FEYDEAU Ernest (1821-1873). MANUSCRIT autographe,…

Lot 438
5 000 - 7 000 €

FEYDEAU Ernest (1821-1873). MANUSCRIT autographe,…

FEYDEAU Ernest (1821-1873).
MANUSCRIT autographe, [La Comtesse de Chalis, ou les Mœurs du jour], 1867 ; 160 pages in-fol montées sur onglets, reliure de l’époque maroquin janséniste rouge, dos à 6 nerfs, dentelle intérieure (Belz-Niédrée ; reliure un peu frottée).

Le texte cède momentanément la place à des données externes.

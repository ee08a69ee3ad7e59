mod generate;
mod query;

pub use generate::*;
pub use query::*;

use crate::config::Opts;

pub trait SubCommandExtend {
    fn run(&self, opts: &Opts) -> anyhow::Result<()>;
}
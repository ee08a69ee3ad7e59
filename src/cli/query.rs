use std::path::PathBuf;
use std::time::Instant;

use anyhow::{Context, Result};
use clap::Parser;
use log::info;
use serde_json::json;

use crate::cli::SubCommandExtend;
use crate::config::{Opts, OutputFormat, TargetOptions};
use crate::distance::{Distance, Metric};
use crate::driver::fill;
use crate::ordering::Ordering;
use crate::source::CsvSource;
use crate::toplist::{Method, TopListBuilder};

#[derive(Parser, Debug, Clone)]
pub struct QueryCommand {
    #[command(flatten)]
    pub target: TargetOptions,
    /// CSV 文件路径，每行格式为 id,lat,lon
    pub path: PathBuf,
    /// 选取的结果数量
    #[arg(short, value_name = "N", default_value_t = 5)]
    pub n: usize,
    /// 选取方式
    #[arg(short, long, value_enum, default_value_t = Method::Queue)]
    pub method: Method,
    /// parallel 方式使用的线程数
    #[arg(short, long, value_name = "N", default_value_t = num_cpus::get() as u64,
          value_parser = clap::value_parser!(u64).range(1..))]
    pub workers: u64,
    /// 距离计算方式
    #[arg(long, value_enum, default_value_t = Metric::GreatCircle)]
    pub metric: Metric,
    /// 文件第一行不是表头
    #[arg(long)]
    pub no_header: bool,
    /// 输出格式
    #[arg(long, value_enum, value_name = "FORMAT", default_value_t = OutputFormat::Table)]
    pub output_format: OutputFormat,
}

impl SubCommandExtend for QueryCommand {
    fn run(&self, _opts: &Opts) -> Result<()> {
        let target = self.target.point();
        let builder = TopListBuilder::new(target.clone(), self.n)
            .metric(self.metric)
            .workers(self.workers as usize);
        let mut nearest = builder.clone().ordering(Ordering::Nearest).build(self.method);
        let mut furthest = builder.ordering(Ordering::Furthest).build(self.method);
        info!("目标点: {target}，方式: {:?}，数量: {}", self.method, nearest.k());

        let start = Instant::now();
        let source = CsvSource::open(&self.path, !self.no_header)
            .with_context(|| format!("无法打开文件: {}", self.path.display()))?;
        let count = fill(source, &mut [nearest.as_mut(), furthest.as_mut()])
            .with_context(|| format!("读取失败: {}", self.path.display()))?;

        let nearest = nearest.top();
        let furthest = furthest.top();
        info!("处理 {count} 个点，耗时 {:.3}s", start.elapsed().as_secs_f32());

        print_result(&nearest, &furthest, self.output_format)
    }
}

fn print_result(nearest: &[Distance], furthest: &[Distance], format: OutputFormat) -> Result<()> {
    match format {
        OutputFormat::Json => {
            let output = json!({ "nearest": nearest, "furthest": furthest });
            println!("{}", serde_json::to_string_pretty(&output)?)
        }
        OutputFormat::Table => {
            println!("Closest items:");
            print_table(nearest);
            println!();
            println!("Furthest items:");
            print_table(furthest);
        }
    }
    Ok(())
}

fn print_table(items: &[Distance]) {
    for d in items {
        println!("{:.2}\t{}\t{:.6}\t{:.6}", d.value, d.point.id, d.point.lat, d.point.lon);
    }
}
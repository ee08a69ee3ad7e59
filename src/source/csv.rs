use std::fs::File;
use std::io::{BufRead, BufReader};
use std::path::Path;

use log::info;

use crate::error::RecordError;
use crate::location::Point;

/// 从 `id,lat,lon` 格式的文本表格中读取坐标点
pub struct CsvSource<R> {
    reader: R,
    skip_header: bool,
    line: usize,
    buf: String,
}

impl CsvSource<BufReader<File>> {
    pub fn open(path: impl AsRef<Path>, skip_header: bool) -> Result<Self, RecordError> {
        let path = path.as_ref();
        info!("读取文件: {}", path.display());
        let file = File::open(path)?;
        Ok(Self::from_reader(BufReader::new(file), skip_header))
    }
}

impl<R: BufRead> CsvSource<R> {
    pub fn from_reader(reader: R, skip_header: bool) -> Self {
        Self { reader, skip_header, line: 0, buf: String::new() }
    }

    /// 读入一个物理行，返回 false 表示已读到末尾
    fn read_line(&mut self) -> Result<bool, RecordError> {
        self.buf.clear();
        match self.reader.read_line(&mut self.buf) {
            Ok(0) => Ok(false),
            Ok(_) => {
                self.line += 1;
                Ok(true)
            }
            // 出错的行已被消费，仍然计入行号
            Err(source) => {
                self.line += 1;
                Err(RecordError::Read { line: self.line, source })
            }
        }
    }

    /// 读取下一条非空记录及其起始行号，返回 None 表示已读到末尾
    ///
    /// 引号内的字段可以跨行，此时会继续读入后续的行
    fn next_record(&mut self) -> Result<Option<(usize, Vec<String>)>, RecordError> {
        loop {
            if !self.read_line()? {
                return Ok(None);
            }
            let start = self.line;
            if self.buf.trim().is_empty() {
                continue;
            }

            let mut splitter = RecordSplitter::default();
            while splitter.feed(self.buf.trim_end_matches(['\r', '\n']), self.line)? {
                if !self.read_line()? {
                    return Err(RecordError::UnterminatedQuote { line: start });
                }
            }

            if self.skip_header {
                self.skip_header = false;
                continue;
            }
            return Ok(Some((start, splitter.finish())));
        }
    }

    fn parse(&self, line: usize, record: Vec<String>) -> Result<Point, RecordError> {
        let [id, lat, lon]: [String; 3] = record
            .try_into()
            .map_err(|record: Vec<String>| RecordError::FieldCount { line, found: record.len() })?;

        let lat = parse_coordinate(line, "latitude", &lat)?;
        let lon = parse_coordinate(line, "longitude", &lon)?;
        Ok(Point { id, lat, lon })
    }
}

impl<R: BufRead> Iterator for CsvSource<R> {
    type Item = Result<Point, RecordError>;

    fn next(&mut self) -> Option<Self::Item> {
        match self.next_record() {
            Ok(Some((line, record))) => Some(self.parse(line, record)),
            Ok(None) => None,
            Err(e) => Some(Err(e)),
        }
    }
}

fn parse_coordinate(line: usize, field: &'static str, value: &str) -> Result<f64, RecordError> {
    value.trim().parse().map_err(|source| RecordError::Coordinate {
        line,
        field,
        value: value.to_owned(),
        source,
    })
}

/// 按逗号切分记录，支持双引号包裹的字段，字段内的 `""` 表示一个引号
#[derive(Default)]
struct RecordSplitter {
    fields: Vec<String>,
    field: String,
    /// 当前处于引号内
    quoted: bool,
    /// 刚读完一个引号字段，之后只能是逗号或行尾
    closed: bool,
}

impl RecordSplitter {
    /// 处理一个物理行（不含换行符），返回 true 表示引号未闭合，需要继续读入下一行
    fn feed(&mut self, text: &str, line: usize) -> Result<bool, RecordError> {
        if self.quoted {
            self.field.push('\n');
        }

        let mut chars = text.chars().peekable();
        while let Some(c) = chars.next() {
            if self.quoted {
                match c {
                    '"' if chars.peek() == Some(&'"') => {
                        chars.next();
                        self.field.push('"');
                    }
                    '"' => {
                        self.quoted = false;
                        self.closed = true;
                    }
                    c => self.field.push(c),
                }
                continue;
            }

            match c {
                ',' => {
                    self.fields.push(std::mem::take(&mut self.field));
                    self.closed = false;
                }
                _ if self.closed => return Err(RecordError::Quote { line }),
                '"' if self.field.is_empty() => self.quoted = true,
                '"' => return Err(RecordError::BareQuote { line }),
                c => self.field.push(c),
            }
        }
        Ok(self.quoted)
    }

    fn finish(mut self) -> Vec<String> {
        self.fields.push(self.field);
        self.fields
    }
}

#[cfg(test)]
mod tests {
    use std::io::Cursor;

    use super::*;

    fn read(data: &str, skip_header: bool) -> Vec<Result<Point, RecordError>> {
        CsvSource::from_reader(Cursor::new(data.to_owned()), skip_header).collect()
    }

    fn split(line: &str) -> Vec<String> {
        let mut splitter = RecordSplitter::default();
        assert!(!splitter.feed(line, 1).unwrap());
        splitter.finish()
    }

    #[test]
    fn test_split_record() {
        assert_eq!(split("a,1,2"), ["a", "1", "2"]);
        assert_eq!(split(r#""a,b",1,2"#), ["a,b", "1", "2"]);
        assert_eq!(split(r#""say ""hi""",1,2"#), [r#"say "hi""#, "1", "2"]);
        assert_eq!(split(r#""",1,2"#), ["", "1", "2"]);
        assert_eq!(split("a,,"), ["a", "", ""]);
    }

    #[test]
    fn test_read_with_header() {
        let points = read("id,lat,lng\n1,51.5,4.4\r\n\n2, -1.0 ,2\n", true);
        let points = points.into_iter().collect::<Result<Vec<_>, _>>().unwrap();
        assert_eq!(points, [Point::new("1", 51.5, 4.4), Point::new("2", -1.0, 2.0)]);
    }

    #[test]
    fn test_read_without_header() {
        let points = read("1,0,0\n", false);
        assert_eq!(points.len(), 1);
        assert!(points[0].is_ok());
    }

    #[test]
    fn test_field_count_error() {
        let points = read("id,lat,lng\n1,2\n", true);
        assert!(matches!(points[0], Err(RecordError::FieldCount { line: 2, found: 2 })));
    }

    #[test]
    fn test_coordinate_error() {
        let points = read("1,abc,2\n", false);
        match &points[0] {
            Err(RecordError::Coordinate { line, field, value, .. }) => {
                assert_eq!(*line, 1);
                assert_eq!(*field, "latitude");
                assert_eq!(value, "abc");
            }
            other => panic!("unexpected result: {other:?}"),
        }
    }

    #[test]
    fn test_empty_input() {
        assert!(read("", true).is_empty());
    }

    #[test]
    fn test_open_file() {
        let mut file = tempfile::NamedTempFile::new().unwrap();
        std::io::Write::write_all(&mut file, b"id,lat,lng\na,1.5,2.5\nb,3,4\n").unwrap();

        let source = CsvSource::open(file.path(), true).unwrap();
        let ids = source.map(|p| p.unwrap().id).collect::<Vec<_>>();
        assert_eq!(ids, ["a", "b"]);
    }

    #[test]
    fn test_open_missing_file() {
        let dir = tempfile::TempDir::new().unwrap();
        let result = CsvSource::open(dir.path().join("missing.csv"), true);
        assert!(matches!(result, Err(RecordError::Io(_))));
    }

    #[test]
    fn test_multiline_quoted_field() {
        let points = read("id,lat,lng\n\"two\nlines\",1,2\nb,3,4\n", true);
        let points = points.into_iter().collect::<Result<Vec<_>, _>>().unwrap();
        assert_eq!(points, [Point::new("two\nlines", 1.0, 2.0), Point::new("b", 3.0, 4.0)]);
    }

    #[test]
    fn test_multiline_record_line_number() {
        let points = read("\"a\n\nb\",1\nc,x,0\n", false);
        assert!(matches!(points[0], Err(RecordError::FieldCount { line: 1, found: 2 })));
        assert!(matches!(points[1], Err(RecordError::Coordinate { line: 4, .. })));
    }

    #[test]
    fn test_bare_quote() {
        let points = read("a\"b,1,2\nc,3,4\n", false);
        assert!(matches!(points[0], Err(RecordError::BareQuote { line: 1 })));
        assert_eq!(points[1].as_ref().unwrap().id, "c");
    }

    #[test]
    fn test_text_after_closing_quote() {
        let points = read("1,2,3\n\"a\"b,1,2\n", false);
        assert!(matches!(points[1], Err(RecordError::Quote { line: 2 })));
    }

    #[test]
    fn test_unterminated_quote() {
        let points = read("a,1,2\n\"b,3,4\nc,5,6\n", false);
        assert_eq!(points.len(), 2);
        assert!(matches!(points[1], Err(RecordError::UnterminatedQuote { line: 2 })));
    }

    #[test]
    fn test_read_error_line_number() {
        let data = b"1,0,0\n\xff,1,2\n3,x,0\n".to_vec();
        let points = CsvSource::from_reader(Cursor::new(data), false).collect::<Vec<_>>();
        assert!(points[0].is_ok());
        assert!(matches!(points[1], Err(RecordError::Read { line: 2, .. })));
        assert!(matches!(points[2], Err(RecordError::Coordinate { line: 3, .. })));
    }
}
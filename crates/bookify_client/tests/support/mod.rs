//! Mock routes for the external booking API.
//!
//! Each helper mounts one route on a `MockServer` with the shapes and
//! statuses observed against the live service.

use bookify_client::models::BookingRecord;
use serde_json::json;
use std::sync::Once;
use wiremock::matchers::{body_json, header, method, path};
use wiremock::{Mock, MockServer, ResponseTemplate};

/// Token the mock auth endpoint hands out and the mutating routes require.
pub const TOKEN: &str = "abc123";

static TRACING: Once = Once::new();

/// Installs a subscriber honoring RUST_LOG so client debug lines show up
/// when a scenario is run with `--nocapture`.
pub fn init_tracing() {
    TRACING.call_once(|| {
        tracing_subscriber::fmt()
            .with_env_filter(tracing_subscriber::EnvFilter::from_default_env())
            .with_test_writer()
            .try_init()
            .ok();
    });
}

fn token_cookie() -> String {
    format!("token={TOKEN}")
}

pub async fn mount_auth(server: &MockServer) {
    Mock::given(method("POST"))
        .and(path("/auth"))
        .respond_with(ResponseTemplate::new(200).set_body_json(json!({ "token": TOKEN })))
        .mount(server)
        .await;
}

/// Bad credentials come back as a 200 with a `reason` body, token absent.
pub async fn mount_auth_rejecting(server: &MockServer) {
    Mock::given(method("POST"))
        .and(path("/auth"))
        .respond_with(ResponseTemplate::new(200).set_body_json(json!({ "reason": "Bad credentials" })))
        .mount(server)
        .await;
}

pub async fn mount_create(server: &MockServer, id: i64, record: &BookingRecord) {
    Mock::given(method("POST"))
        .and(path("/booking"))
        .and(body_json(record))
        .respond_with(ResponseTemplate::new(200).set_body_json(json!({
            "bookingid": id,
            "booking": record,
        })))
        .mount(server)
        .await;
}

pub async fn mount_get(server: &MockServer, id: i64, record: &BookingRecord) {
    Mock::given(method("GET"))
        .and(path(format!("/booking/{id}")))
        .respond_with(ResponseTemplate::new(200).set_body_json(record))
        .mount(server)
        .await;
}

pub async fn mount_get_missing(server: &MockServer, id: i64) {
    Mock::given(method("GET"))
        .and(path(format!("/booking/{id}")))
        .respond_with(ResponseTemplate::new(404).set_body_string("Not Found"))
        .mount(server)
        .await;
}

pub async fn mount_update(server: &MockServer, id: i64, record: &BookingRecord) {
    Mock::given(method("PUT"))
        .and(path(format!("/booking/{id}")))
        .and(header("Cookie", token_cookie()))
        .and(body_json(record))
        .respond_with(ResponseTemplate::new(200).set_body_json(record))
        .mount(server)
        .await;
}

/// The live API answers 201 on delete, not the documented 200.
pub async fn mount_delete(server: &MockServer, id: i64) {
    Mock::given(method("DELETE"))
        .and(path(format!("/booking/{id}")))
        .and(header("Cookie", token_cookie()))
        .respond_with(ResponseTemplate::new(201).set_body_string("Created"))
        .mount(server)
        .await;
}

Manuscrit de travail complet de ce roman.
Ce roman à grand succès fut donné en prime, en novembre 1867, par le journal La Liberté, puis publié en décembre en librairie par Michel Lévy frères. Le 13 décembre, Flaubert félicite ainsi Feydeau : « Je suis enchanté. […] C’est leste et bien fait et amusant et vrai. Par ci par là des mots exquis. La comtesse de Châlis m’excite démesurément, moi qui ai comme elle “la plus inconcevable des dépravations”. Ce qui me plaît là-dedans, c’est le sentiment de la Modernité ». Et le 15 décembre, il écrit à son ami Duplan : « l’artiste Feydeau a un vrai succès avec La Comtesse de Châlis ».
De l’aveu de l’auteur, La Comtesse de Châlis fit « un bruit du diable ainsi que de beaucoup d’autres choses », car on croyait y reconnaître beaucoup de personnages de la haute société contemporaine. Ce récit à la première personne raconte l’aventure de Charles Kérouan, fils d’une excellente famille, qui devient professeur d’histoire. Il rencontre la comtesse de Châlis avec son amant le prince Titiane. La comtesse le charge de récupérer des lettres compromettantes et son portrait ; après le départ du prince, Charles devient l’amant de la comtesse. Puis il quitte l’enseignement, perd au jeu, sombre dans la misère. Le comte de Châlis le retrouve et l’engage comme précepteur de ses enfants, mais le charge aussi d’espionner sa femme. Charles surprend une scène sado-masochiste où la comtesse se fait battre par Titiane. Il provoque en duel Titiane, qui le blesse ; il quitte alors Paris et se réfugie chez son père. Il apprendra que plus tard que le comte de Châlis, excédé de la conduite scandaleuse de sa femme, la surprit au lit se livrant à la débauche entre Florence et Titiane, étrangla Titiane, et fit interner la comtesse dans la maison de santé du Docteur Blanche. Avant de mourir, le comte écrit à Charles en le chargeant, pour expier son adultère, de raconter sans en rien atténuer la triste histoire dont il fut le témoin.
Le manuscrit, daté à la fin « Trouville 15 octobre 1867 », est écrit sur de grandes feuilles de papier réglé à l’encre brune ou bleue. Il est complet, bien que paginé de 2 à 160. Il est surchargé de ratures et corrections, avec des passages biffés, de nombreuses additions dans les marges, et d’importantes nouvelles rédactions collées sur la version primitive.